Toward a solution—The professional model for design education
Only the University of Cincinnati is structured to provide students with internships or ‘co-ops,’ real-world educational experiences, during which they learn to collaborate, communicate, strategize, interpret, adapt and lead. Through five non-consecutive internships, alternating with quarters in the classroom, design students test their design, technical, writing, presentation and relationship-building skills. They often work side-by-side with incredible people and are exposed to an array of business and cultural contexts that will become available to them when they graduate. Many companies later hire their interns because of the relationships built and the talent and intelligence they exhibited.

And, equally important, the curriculum is informed by student feedback.

Medical education has always incorporated work experience. The New Yorker magazine, in its Annals of Medicine series, describes Beth Israel Deaconess Medical Center in Boston as the only hospital in the country “to require surgical residents to demonstrate proficiency in simulated [surgical] procedures in order to advance to the next year.”7

“Though surgical skills can improve with practice,” Dr.
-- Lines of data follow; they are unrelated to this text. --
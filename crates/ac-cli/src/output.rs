//! Plain-text and JSON rendering of suggestion lists.

use ac_core::Suggestion;
use time::format_description::well_known::Rfc3339;
use time::OffsetDateTime;
use unicode_width::UnicodeWidthStr;

/// `never` for unused words, RFC 3339 UTC otherwise.
pub fn format_last_used(last_used: u64) -> String {
    if last_used == 0 {
        return "never".to_string();
    }
    i64::try_from(last_used)
        .ok()
        .and_then(|secs| OffsetDateTime::from_unix_timestamp(secs).ok())
        .and_then(|t| t.format(&Rfc3339).ok())
        .unwrap_or_else(|| last_used.to_string())
}

/// One row per suggestion, word column padded by display width.
pub fn render_table(suggestions: &[Suggestion]) -> String {
    if suggestions.is_empty() {
        return "(no matches)\n".to_string();
    }
    let width = suggestions
        .iter()
        .map(|s| UnicodeWidthStr::width(s.word.as_str()))
        .max()
        .unwrap_or(0);
    let mut out = String::new();
    for (i, s) in suggestions.iter().enumerate() {
        let pad = width - UnicodeWidthStr::width(s.word.as_str());
        out.push_str(&format!(
            "{:>2}. {}{}  score={:.3}  freq={}  last_used={}\n",
            i + 1,
            s.word,
            " ".repeat(pad),
            s.score,
            s.frequency,
            format_last_used(s.last_used),
        ));
    }
    out
}

pub fn render_json(suggestions: &[Suggestion]) -> Result<String, serde_json::Error> {
    serde_json::to_string_pretty(suggestions)
}
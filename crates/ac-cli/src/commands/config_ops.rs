use std::fs;

use crate::die;

pub fn config_export() {
    print!("{}", ac_core::settings::default_toml());
}

pub fn config_validate(file: &str) {
    let content = die!(fs::read_to_string(file), "Error reading {file}: {}");
    let c = die!(ac_core::settings::parse_config_toml(&content), "Error: {}");
    println!(
        "OK: cache.capacity={}, search.max_results={}, cleanup.max_age_secs={}, weights=({}, {}, {})",
        c.cache.capacity,
        c.search.max_results,
        c.cleanup.max_age_secs,
        c.weights.base,
        c.weights.frequency,
        c.weights.recency
    );
}
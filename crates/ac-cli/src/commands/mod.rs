pub mod config_ops;
pub mod repl_ops;
pub mod search_ops;

/// Unwrap or print the error and exit with status 1.
#[macro_export]
macro_rules! die {
    ($result:expr, $($arg:tt)*) => {
        $result.unwrap_or_else(|e| {
            eprintln!($($arg)*, e);
            std::process::exit(1);
        })
    };
}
Daniel Jones, the chief of minimally invasive surgery there, said, “medical schools shouldn’t encourage students with poor hand-eye coordination or other severe limits in psychomotor ability.” Instead of letting them become surgeons, as at other schools, they are encouraged to move on to specialties that may suit them better.

This kindness should be extended to design students, who through internships, will learn whether or not they have the combination of form, intellectual and personal skills to succeed in a career in design.

Changes in the marketplace
Organizations building brands in the U.S. no longer rely solely upon mass-market advertising to reach consumers. They seek new ways to connect with consumers, or more precisely, to be invited into their lives.

And as a result, the design of products, communications, services and environments, has become more important than ever before. Organizations are eager to incorporate the process by which designers learn about consumer/user needs into their cultures to enable designers to create delightful experiences that enhance consumer’s lives through all of the above.

The future is now
Enrollment in design schools is strong. Design is a hot topic. Now that the value of design and design process are being discovered by non-designers, will the study of design be confined to design schools?

Even designers who become individual contributors need to learn how to get things done through other people.

Today, every designer is involved in design management or leadership (whether or not they are a Design Manager). Many are being asked to take responsibility for how a brand or category of brands is experienced by the customer across all touch points. Many are responsible for developing innovative products, communications, environments and services in ways compelling to consumers who may not have known they want or need them.

Being a successful designer or design manager today also requires an understanding of business, marketing and sales. Why must so many design students wait until graduation to get hit on the head by the real world when they could have gained experience with it through internships?